Mata yang sudah terpejam lelah menemani aktivitas ranjangnya, sontak terbuka lebar. Aku menghadap Mas Hakim dengan pandangan protes. Apa-apaan ini? Kenapa tiba-tiba dia memintaku tak ke toko? Padahal dia tahu dari toko itu aku mempunyai penghasilan sendiri. Lagipula sungkan sama Serly jika hanya ongkang-ongkang kaki tapi dapat gaji.

Memang benar belakangan ini aku seperti cepat capek, tubuh juga lemas mungkin karena aku tak menyentuh nasi. Melihat hasil olahan padi itu membuatku mual. Tak hanya itu, terkadang aku tertidur di sela-sela sesi percintaan kami, tapi bukan berati meminta lepas dari toko solusinya. Bisa saja aku lelah karena meladeni stamina dia.

"Biar aku yang bilang sama Serly, dia pasti ngerti," putusnya final.

"Tapi, Mas, toko itu ...."

Kilatan setajam samurai dari matanya kembali menutup mulutku. "Jangan membantah, Cha. Bapak sama Ibu sudah pengin gendong cucu. Lagian aku juga ingin segera punya momongan. Ini sudah lebih dari setahun."

"Tapi kenapa? Aku bosan kalau nggak kerja, Mas. Banyak kok wanita kerja hamil," protesku setelah mampu berbicara. Aku tahu sebagai istri harus patuh pada suami tapi ini terlalu berat untuk meninggalkan toko yang kurintis dari nol.

"Kamu bisa mengerjakan banyak hal di rumah."

Banyak hal? Banyak hal seperti apa maksudnya? Jangankan mengelap debu dengan kain, menyapu rumah saja tak dia perbolehkan jika dia di rumah. Sungguh aku tak tahu cara berpikirnya. "Mas, aku suka dengan kerjaanku. Aku janji bakal utamain kamu, tapi biarin aku tetep ke toko. Aku nggak enak juga sama Serly."

Pria itu membelakangiku, hingga hanya punggung cokelatnya yang menjawab pertanyaanku. Ya Tuhan. Aku sudah menuruti semua aturan dan keinginan dia, tak bisakah
aku mendapat reward untuk kepatuhanku padanya?

Aku terus menatap punggung Mas Hakim hingga luruh air mataku. Kenapa harus pria egois sepertinya yang menjadi suamiku? Dengan ke toko dan bertemu orang-orang merupakan sedikit hiburan bagiku dan membantu mengenyahkan rasa tertekan dalam hati. Tertekan karena mencintainya sendiri. Meraba-raba maksud dari pernikahan ini. Menerka-nerka bagaimana perasaan dia. Namun, kesenangan itu kini dirampasnya.

****

Pagi ini aku terbangun dengan badan lesu, lemas, kepala sedikit pusing, dan perut yang rasanya seperti diaduk-aduk. Ah, mungkin aku akan sakit, sebab kalau pergantian musim begini, setidaknya satu kali aku drop. Keluarga, dan orang-orang terdekat tahu hal itu.

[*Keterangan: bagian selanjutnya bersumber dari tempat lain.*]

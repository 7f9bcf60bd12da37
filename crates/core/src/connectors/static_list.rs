//! `static` connector: accounts and grants listed inline in the config file.

use async_trait::async_trait;
use serde::{Deserialize, Serialize};

use crate::context::RunContext;
use crate::error::{Result, WardenError};
use crate::models::identity::{EntitlementRecord, IdentityRecord};
use crate::models::sync::RunMode;
use crate::reporter::Event;

use super::{
    decode_settings, ConnectorDefinition, ConnectorSettings, Integration, IntegrationRole, RunDeps,
};

pub const KIND: &str = "static";

#[derive(Debug, Clone, Default, Serialize, Deserialize, PartialEq)]
pub struct StaticSettings {
    #[serde(default)]
    pub identities: Vec<IdentityRecord>,
    #[serde(default)]
    pub entitlements: Vec<EntitlementRecord>,
}

#[derive(Debug, Clone, Copy, Default)]
pub struct StaticDefinition;

fn settings_of(settings: &ConnectorSettings) -> Result<&StaticSettings> {
    match settings {
        ConnectorSettings::Static(s) => Ok(s),
        other => Err(WardenError::Config(format!(
            "static connector given foreign settings: {other:?}"
        ))),
    }
}

impl ConnectorDefinition for StaticDefinition {
    fn kind(&self) -> &str {
        KIND
    }

    fn display_name(&self) -> &str {
        "Static account list"
    }

    fn role(&self) -> IntegrationRole {
        IntegrationRole::App
    }

    fn supports(&self, mode: RunMode) -> bool {
        mode == RunMode::Full
    }

    fn decode(&self, raw: &toml::Table) -> Result<ConnectorSettings> {
        decode_settings::<StaticSettings>(KIND, raw).map(ConnectorSettings::Static)
    }

    fn validate(&self, settings: &ConnectorSettings) -> Result<()> {
        let s = settings_of(settings)?;
        for identity in &s.identities {
            if identity.external_id.trim().is_empty() {
                return Err(WardenError::Config(
                    "static connector identity is missing external_id".into(),
                ));
            }
        }
        for grant in &s.entitlements {
            if grant.external_id.trim().is_empty() {
                return Err(WardenError::Config(
                    "static connector entitlement is missing external_id".into(),
                ));
            }
            if !s
                .identities
                .iter()
                .any(|i| i.external_id == grant.identity_external_id)
            {
                return Err(WardenError::Config(format!(
                    "static entitlement {} references unknown identity {}",
                    grant.external_id, grant.identity_external_id
                )));
            }
        }
        Ok(())
    }

    fn is_configured(&self, settings: &ConnectorSettings) -> bool {
        settings_of(settings)
            .map(|s| !s.identities.is_empty())
            .unwrap_or(false)
    }

    fn new_integration(
        &self,
        name: &str,
        settings: &ConnectorSettings,
    ) -> Result<Box<dyn Integration>> {
        let s = settings_of(settings)?;
        Ok(Box::new(StaticIntegration {
            name: name.to_string(),
            settings: s.clone(),
        }))
    }
}

pub struct StaticIntegration {
    name: String,
    settings: StaticSettings,
}

#[async_trait]
impl Integration for StaticIntegration {
    fn kind(&self) -> &str {
        KIND
    }

    fn name(&self) -> &str {
        &self.name
    }

    fn role(&self) -> IntegrationRole {
        IntegrationRole::App
    }

    fn init_events(&self) -> Vec<Event> {
        vec![Event::stage(format!("{KIND}/{}", self.name), "accounts")
            .progress(0, self.settings.identities.len() as i64)]
    }

    async fn run(&self, _ctx: &RunContext, deps: &RunDeps) -> Result<()> {
        let total = self.settings.identities.len() as i64;
        let written = deps.write_identities(&self.settings.identities).await?;
        deps.write_entitlements(&self.settings.entitlements).await?;
        deps.report(
            Event::stage(deps.source(), "accounts")
                .progress(written as i64, total)
                .with_message(format!("{} grants", self.settings.entitlements.len())),
        );
        Ok(())
    }
}

#[cfg(test)]
mod tests {
    use super::*;
    use crate::db::repository::{EntitlementRepository, IdentityRepository, SyncRunRepository};
    use crate::testing::{memory_repo, MemoryReporter};
    use std::sync::Arc;

    const SETTINGS: &str = r#"
        identities = [
            { external_id = "root", email = "root@example.com" },
            { external_id = "ops" },
        ]
        entitlements = [
            { external_id = "g1", identity_external_id = "root", resource = "console", permission = "owner" },
        ]
    "#;

    fn decoded(raw: &str) -> ConnectorSettings {
        let table: toml::Table = toml::from_str(raw).unwrap();
        StaticDefinition.decode(&table).unwrap()
    }

    #[test]
    fn decodes_inline_accounts() {
        let ConnectorSettings::Static(s) = decoded(SETTINGS) else {
            panic!("expected static settings");
        };
        assert_eq!(s.identities.len(), 2);
        assert_eq!(s.identities[1].status, "active");
        assert_eq!(s.entitlements[0].permission, "owner");
        assert!(StaticDefinition.is_configured(&ConnectorSettings::Static(s)));
    }

    #[test]
    fn empty_list_is_not_configured() {
        let settings = decoded("");
        assert!(StaticDefinition.validate(&settings).is_ok());
        assert!(!StaticDefinition.is_configured(&settings));
    }

    #[test]
    fn validate_rejects_dangling_grant() {
        let settings = decoded(
            r#"
            identities = [{ external_id = "root" }]
            entitlements = [{ external_id = "g1", identity_external_id = "ghost", resource = "x", permission = "y" }]
            "#,
        );
        let err = StaticDefinition.validate(&settings).unwrap_err();
        assert!(err.to_string().contains("unknown identity ghost"));
    }

    #[test]
    fn full_mode_only() {
        assert!(StaticDefinition.supports(RunMode::Full));
        assert!(!StaticDefinition.supports(RunMode::Discovery));
    }

    #[tokio::test]
    async fn run_writes_inline_rows() {
        let repo = memory_repo().await;
        let run = repo.create_sync_run(KIND, "breakglass", RunMode::Full).await.unwrap();
        let deps = RunDeps::new(repo.clone(), Arc::new(MemoryReporter::default()), &run);
        let integration = StaticDefinition
            .new_integration("breakglass", &decoded(SETTINGS))
            .unwrap();

        assert_eq!(integration.init_events()[0].total, 2);
        integration.run(&RunContext::new(), &deps).await.unwrap();

        assert_eq!(repo.list_identities(KIND, "breakglass").await.unwrap().len(), 2);
        assert_eq!(repo.list_entitlements(KIND, "breakglass").await.unwrap().len(), 1);
        assert_eq!(deps.rows_written(), 3);
    }
}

Sedikit memaksa, aku menjauhkan tubuhku kasur empuk nan lembut itu. Meraih daster satin beserta dalamannya di ujung ranjang. Mas Hakim? Pria itu terlelap dengan posisi telungkup. Bayangan hitam di sekitar dagu terlihat menambah pesonanya. Meski kulitnya cokelat tapi bersih dan look-nya mampu menarik hati wanita mungkin termasuk Mbak Amel? 

Mengusir malas yang mendera dan keinginan untuk kembali merebahkan diri di kasur, aku segera berjalan ke kamar mandi setelah sebelumnya memakai gaun tidur tersebut.

Aku tak berlama-lama di kamar mandi, selagi pria itu belum bangun aku bisa membantu Bik Mah masak. Segera aku keluar kamar setelah berganti baju, menghampiri pria paruh baya tersebut, dan dalam dia membantunya. Aku tersenyum saat dia menoleh. Bik Mah sudah tak melarang lagi sebab percuma, aku akan mengabaikan larangannya selama Mas Hakim belum bangun.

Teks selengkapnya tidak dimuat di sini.